Here’s a good example: A proposed change to Georgia law that would allow optometrists to treat patients with injections in and around the eyes.
As the president of the Medical Association of Georgia, which represents physicians in every specialty and practice setting, I believe that this idea, albeit well intended, could place thousands of Georgians at risk of blindness and other serious eye health complications.
The proposed legislation allows optometrists (not be confused with ophthalmologists or plastic surgeons, who are physicians) to make injections and perform other delicate procedures in and around a patient’s eye or eyelid, procedures they simply aren’t qualified to perform.

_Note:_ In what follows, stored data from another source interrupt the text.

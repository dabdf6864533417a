//! Configuration system tests
//!
//! Tests for config paths and dot field config loading/saving.

use std::path::PathBuf;

use dotfield::config::{FieldConfig, ThemePreference, MIN_SPACING};
use dotfield::config_paths;
use dotfield::theme::ThemeMode;

// ========================================================================
// Config Paths Tests
// ========================================================================

#[test]
fn test_config_dir_returns_some() {
    assert!(config_paths::config_dir().is_some());
}

#[test]
fn test_config_dir_contains_app_name() {
    let dir = config_paths::config_dir().unwrap();
    assert!(dir.to_string_lossy().contains("dotfield"));
}

#[test]
fn test_config_file_ends_with_yaml() {
    let path = config_paths::config_file().unwrap();
    assert!(path.to_string_lossy().ends_with("config.yaml"));
}

#[test]
fn test_themes_and_logs_are_subdirs_of_config() {
    let config = config_paths::config_dir().unwrap();
    assert!(config_paths::themes_dir().unwrap().starts_with(&config));
    assert!(config_paths::logs_dir().unwrap().starts_with(&config));
}

#[test]
fn test_xdg_config_home_takes_precedence() {
    let dir = config_paths::app_dir_from(
        Some(PathBuf::from("/tmp/xdg")),
        Some(PathBuf::from("/home/someone")),
    );
    assert_eq!(dir, Some(PathBuf::from("/tmp/xdg/dotfield")));
}

#[test]
fn test_home_fallback_uses_dot_config() {
    let dir = config_paths::app_dir_from(None, Some(PathBuf::from("/home/someone")));
    assert_eq!(dir, Some(PathBuf::from("/home/someone/.config/dotfield")));

    let empty_xdg = config_paths::app_dir_from(
        Some(PathBuf::new()),
        Some(PathBuf::from("/home/someone")),
    );
    assert_eq!(empty_xdg, dir);
}

#[test]
fn test_no_home_means_no_config_dir() {
    assert_eq!(config_paths::app_dir_from(None, None), None);
}

// ========================================================================
// Field Config Tests
// ========================================================================

#[test]
fn test_defaults() {
    let config = FieldConfig::default();
    assert_eq!(config.theme, ThemePreference::System);
    assert_eq!(config.light_theme, "default-light");
    assert_eq!(config.dark_theme, "default-dark");
    assert_eq!(config.spacing, 10.0);
    assert_eq!(config.base_radius, 1.0);
    assert_eq!(config.max_boost, 2.0);
    assert_eq!(config.effect_radius, 100.0);
}

#[test]
fn test_partial_yaml_fills_defaults() {
    let config = FieldConfig::from_yaml("theme: dark\nspacing: 16\n").unwrap();
    assert_eq!(config.theme, ThemePreference::Dark);
    assert_eq!(config.spacing, 16.0);
    assert_eq!(config.base_radius, 1.0);
    assert_eq!(config.dark_theme, "default-dark");
}

#[test]
fn test_empty_yaml_is_default() {
    let config = FieldConfig::from_yaml("{}").unwrap();
    assert_eq!(config, FieldConfig::default());
}

#[test]
fn test_invalid_theme_preference_is_error() {
    assert!(FieldConfig::from_yaml("theme: sepia\n").is_err());
}

#[test]
fn test_invalid_values_are_sanitized() {
    let config =
        FieldConfig::from_yaml("spacing: 0\nbase_radius: -1\nmax_boost: -2\neffect_radius: .nan\n")
            .unwrap();
    let defaults = FieldConfig::default();
    assert_eq!(config.spacing, defaults.spacing);
    assert_eq!(config.base_radius, defaults.base_radius);
    assert_eq!(config.max_boost, defaults.max_boost);
    assert_eq!(config.effect_radius, defaults.effect_radius);
}

#[test]
fn test_tiny_spacing_is_replaced() {
    let config = FieldConfig::from_yaml("spacing: 1.0e-12\n").unwrap();
    assert_eq!(config.spacing, FieldConfig::default().spacing);

    let config = FieldConfig::from_yaml("spacing: 0.5\n").unwrap();
    assert_eq!(config.spacing, FieldConfig::default().spacing);

    let config = FieldConfig::from_yaml(&format!("spacing: {}\n", MIN_SPACING))
        .unwrap();
    assert_eq!(config.spacing, MIN_SPACING);
}

#[test]
fn test_radii_larger_than_spacing_are_replaced() {
    let config = FieldConfig::from_yaml("base_radius: 1.0e9\nmax_boost: 1.0e9\n")
        .unwrap();
    assert_eq!(config.base_radius, 1.0);
    assert_eq!(config.max_boost, 2.0);

    let config = FieldConfig::from_yaml("spacing: 12\nbase_radius: 12\nmax_boost: 12.5\n")
        .unwrap();
    assert_eq!(config.base_radius, 12.0);
    assert_eq!(config.max_boost, 2.0);
}

#[test]
fn test_radius_defaults_fit_small_spacing() {
    let config = FieldConfig::from_yaml("spacing: 1\nmax_boost: 5\n").unwrap();
    assert_eq!(config.spacing, 1.0);
    assert_eq!(config.base_radius, 1.0);
    assert_eq!(config.max_boost, 1.0);
}

#[test]
fn test_zero_boost_is_allowed() {
    let config = FieldConfig::from_yaml("max_boost: 0\n").unwrap();
    assert_eq!(config.max_boost, 0.0);
}

#[test]
fn test_save_and_load_roundtrip() {
    let dir = tempfile::tempdir().unwrap();
    let path = dir.path().join("nested").join("config.yaml");

    let config = FieldConfig {
        theme: ThemePreference::Light,
        light_theme: "high-contrast-light".to_string(),
        spacing: 12.5,
        ..FieldConfig::default()
    };
    config.save_to(&path).unwrap();

    let loaded = FieldConfig::load_from(&path).unwrap();
    assert_eq!(loaded, config);
}

#[test]
fn test_load_from_missing_file_is_error() {
    let dir = tempfile::tempdir().unwrap();
    let err = FieldConfig::load_from(&dir.path().join("config.yaml")).unwrap_err();
    assert!(err.contains("config.yaml"));
}

// ========================================================================
// Theme Preference Tests
// ========================================================================

#[test]
fn test_preference_resolve() {
    assert_eq!(
        ThemePreference::System.resolve(ThemeMode::Dark),
        ThemeMode::Dark
    );
    assert_eq!(
        ThemePreference::Light.resolve(ThemeMode::Dark),
        ThemeMode::Light
    );
    assert_eq!(
        ThemePreference::Dark.resolve(ThemeMode::Light),
        ThemeMode::Dark
    );
    assert!(ThemePreference::System.follows_system());
    assert!(!ThemePreference::Dark.follows_system());
}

The eye is obviously one of our most sensitive and important organs. And we should never cut corners when it comes to any aspect of our health care, but this is especially true when it comes to our eyes and our vision.
I applaud optometrists. They play an important role when it comes to basic eye care. Optometrists are trained to detect serious eye health issues, and they fit patients for glasses, contact lenses and similar corrective vision devices.
But sticking a hypodermic needle into or near a patient’s eye requires a level of expertise that should be reserved for physician specialists with the requisite, and far more considerable, education, training and experience. In fact, these procedures are so unique and require such great precision that many physicians won’t attempt to perform them.
It is also worth noting that any mistakes occurring during procedures that are conducted in or near the eye can have particularly dire consequences, including infections, blurred vision, hemorrhaging and the loss of sight.
As a physician who has cared for patients in this state for more than 30 years, I agree that we should aspire to ensure that every Georgian has access to the medical care they need. But I am also confident (and extremely concerned) that passing legislation to expand optometrists’ scope of practice in dramatic ways would undermine patient care and could have disastrous results.
Georgians deserve access to the best medical care in the world. When it comes to procedures that are performed in or around the eye, that means access to a physician who has the requisite education and training and experience.
That is why physicians in Georgia are calling for state lawmakers to oppose any legislation that would allow optometrists to treat patients with injections in and around the eyes.
Steven M. Walsh, M.D., is president of the Medical Association of Georgia.